Or browse the [Sentinel-2 tiling grid](https://sentinels.copernicus.eu/web/sentinel/missions/sentinel-2/data-products).

## Point Sampling

Sample ECOSTRESS data at specific geographic points. Choose from two approaches:

1. **Date Range Sampling (Recommended)**: Automatically find and sample all available ECOSTRESS acquisitions in a date range
2. **Datetime Sampling (Legacy)**: Sample at specific acquisition times if you already know them

### Why Date Range Sampling?

ECOSTRESS acquisition times are not known in advance - they depend on the International Space Station's orbit and imaging schedule. The date range approach searches for all available data and samples all found acquisitions.

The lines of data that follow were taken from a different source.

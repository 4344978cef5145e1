//! Topic listeners.
//!
//! A listener drains one topic and runs a handler for each envelope. The
//! handler for one envelope completes before the next one starts, so
//! envelopes on a topic are handled in publish order; different topics run
//! on independent tasks.

use std::collections::HashMap;
use std::future::Future;
use std::sync::{Mutex, PoisonError};

use futures_util::StreamExt;
use intermesh_types::MessageEnvelope;
use tokio::task::JoinHandle;
use tracing::debug;

use crate::bus::MessageBus;

/// Subscribe to `topic` and spawn a task feeding every envelope to
/// `handler`.
///
/// The subscription is established before this function returns.
pub fn spawn_listener<F, Fut>(bus: &dyn MessageBus, topic: &str, handler: F) -> JoinHandle<()>
where
    F: Fn(MessageEnvelope) -> Fut + Send + Sync + 'static,
    Fut: Future<Output = ()> + Send + 'static,
{
    let mut stream = bus.subscribe(topic);
    let topic = topic.to_string();
    tokio::spawn(async move {
        debug!(topic = %topic, "listener started");
        while let Some(envelope) = stream.next().await {
            handler(envelope).await;
        }
        debug!(topic = %topic, "listener stopped");
    })
}

/// Listener tasks grouped under a key (usually a platform id) so they can
/// be stopped together.
#[derive(Default)]
pub struct ListenerGroup {
    handles: Mutex<HashMap<String, Vec<JoinHandle<()>>>>,
}

impl ListenerGroup {
    pub fn new() -> Self {
        Self::default()
    }

    pub fn insert(&self, key: &str, handle: JoinHandle<()>) {
        self.handles
            .lock()
            .unwrap_or_else(PoisonError::into_inner)
            .entry(key.to_string())
            .or_default()
            .push(handle);
    }

    /// Abort every listener registered under `key`. Returns how many were
    /// stopped.
    pub fn stop(&self, key: &str) -> usize {
        let removed = self
            .handles
            .lock()
            .unwrap_or_else(PoisonError::into_inner)
            .remove(key)
            .unwrap_or_default();
        for handle in &removed {
            handle.abort();
        }
        removed.len()
    }

    pub fn stop_all(&self) {
        let all: Vec<_> = self
            .handles
            .lock()
            .unwrap_or_else(PoisonError::into_inner)
            .drain()
            .collect();
        for handle in all.iter().flat_map(|(_, handles)| handles) {
            handle.abort();
        }
    }

    pub fn contains(&self, key: &str) -> bool {
        self.handles
            .lock()
            .unwrap_or_else(PoisonError::into_inner)
            .contains_key(key)
    }
}

#[cfg(test)]
mod tests {
    use super::*;
    use crate::bus::TopicBus;
    use intermesh_types::MessageType;
    use std::sync::Arc;
    use std::time::Duration;
    use tokio::sync::mpsc;

    #[tokio::test]
    async fn listener_sees_envelopes_published_right_after_spawn() {
        let bus = TopicBus::default();
        let (tx, mut rx) = mpsc::unbounded_channel();
        let _handle = spawn_listener(&bus, "arm_prm", move |env| {
            let tx = tx.clone();
            async move {
                let _ = tx.send(env.conversation_id);
            }
        });

        bus.publish("arm_prm", MessageEnvelope::new([MessageType::Query], "conv-1"))
            .await
            .expect("listener is subscribed");

        let got = tokio::time::timeout(Duration::from_secs(1), rx.recv()).await.unwrap();
        assert_eq!(got.as_deref(), Some("conv-1"));
    }

    #[tokio::test]
    async fn handlers_run_one_at_a_time_in_order() {
        let bus = TopicBus::default();
        let seen = Arc::new(Mutex::new(Vec::new()));
        let seen_in_handler = Arc::clone(&seen);
        let _handle = spawn_listener(&bus, "ordered", move |env| {
            let seen = Arc::clone(&seen_in_handler);
            async move {
                // The first handler sleeps longest; order must still hold.
                let delay = if env.conversation_id == "c0" { 30 } else { 1 };
                tokio::time::sleep(Duration::from_millis(delay)).await;
                seen.lock().unwrap().push(env.conversation_id);
            }
        });

        for i in 0..3 {
            bus.publish("ordered", MessageEnvelope::new([MessageType::Observation], format!("c{i}")))
                .await
                .unwrap();
        }
        tokio::time::sleep(Duration::from_millis(150)).await;
        assert_eq!(*seen.lock().unwrap(), vec!["c0", "c1", "c2"]);
    }

    #[tokio::test]
    async fn stopping_a_group_aborts_its_listeners() {
        let bus = TopicBus::default();
        let group = ListenerGroup::new();
        group.insert("p1", spawn_listener(&bus, "t1", |_| async {}));
        group.insert("p1", spawn_listener(&bus, "t2", |_| async {}));
        group.insert("p2", spawn_listener(&bus, "t3", |_| async {}));

        assert_eq!(group.stop("p1"), 2);
        assert!(!group.contains("p1"));
        assert!(group.contains("p2"));
        assert_eq!(group.stop("unknown"), 0);
        group.stop_all();
        assert!(!group.contains("p2"));
    }
}
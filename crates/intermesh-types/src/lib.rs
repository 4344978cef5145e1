//! `intermesh-types` – Shared vocabulary of the routing control plane.
//!
//! Every stage (client gateway, semantic routing, platform routing) and every
//! bridge speaks in terms of the types defined here and nothing else.
//!
//! # Modules
//!
//! - [`envelope`] – [`MessageEnvelope`], the unit routed by every stage, and
//!   its [`MessageType`] tags.
//! - [`model`] – Clients, platforms, devices and subscriptions.
//! - [`request`] – Typed views over envelope payloads (subscribe requests,
//!   observations, discovery queries, …).
//! - [`error`] – [`RouteError`], the closed set of failures a stage can
//!   report, and the numeric [`ErrorCode`] catalogue.
//! - [`topic`] – Deterministic topic naming for the message bus.

pub mod envelope;
pub mod error;
pub mod model;
pub mod request;
pub mod topic;

pub use envelope::{ErrorInfo, MessageEnvelope, MessageType, generate_conversation_id};
pub use error::{EntityKind, ErrorCode, RouteError};
pub use model::{
    Alignment, Client, DeviceType, IoTDevice, IpsmRoutingInfo, Plat2PlatSubscription, Platform,
    QueryResult, QueryType, ResponseDelivery, ResponseFormat, Subscription,
};
pub use topic::BrokerTopic;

### Sample at Single Point

Extract values at specific coordinates from ECOSTRESS rasters:

```python
from ECOv002_CMR import (
    setup_earthdata_session,
    sample_point_from_url,
    ECOSTRESS_CMR_search
)
from datetime import date

# Set up authenticated session
session = setup_earthdata_session()

# Search for data
results = ECOSTRESS_CMR_search(
    product="L2T_LSTE",
    tile="11SLT",
    start_date=date(2025, 6, 15)
)

# Get URL for LST variable
lst_files = results[
    (results['type'] == 'GeoTIFF Data') & 
    (results['variable'] == 'LST')
]
url = lst_files.iloc[0]['URL']

# Sample at coordinate (lon, lat in WGS84)
value, metadata = sample_point_from_url(
    session=session,
    url=url,
    lon=-118.2437,  # Downtown LA
    lat=34.0522
)

if value is not None:
    print(f"LST: {value:.2f} K ({value - 273.15:.2f}°C)")
else:
    print(f"Sampling failed: {metadata}")
```

### Batch Sampling for All Available Acquisitions (Recommended)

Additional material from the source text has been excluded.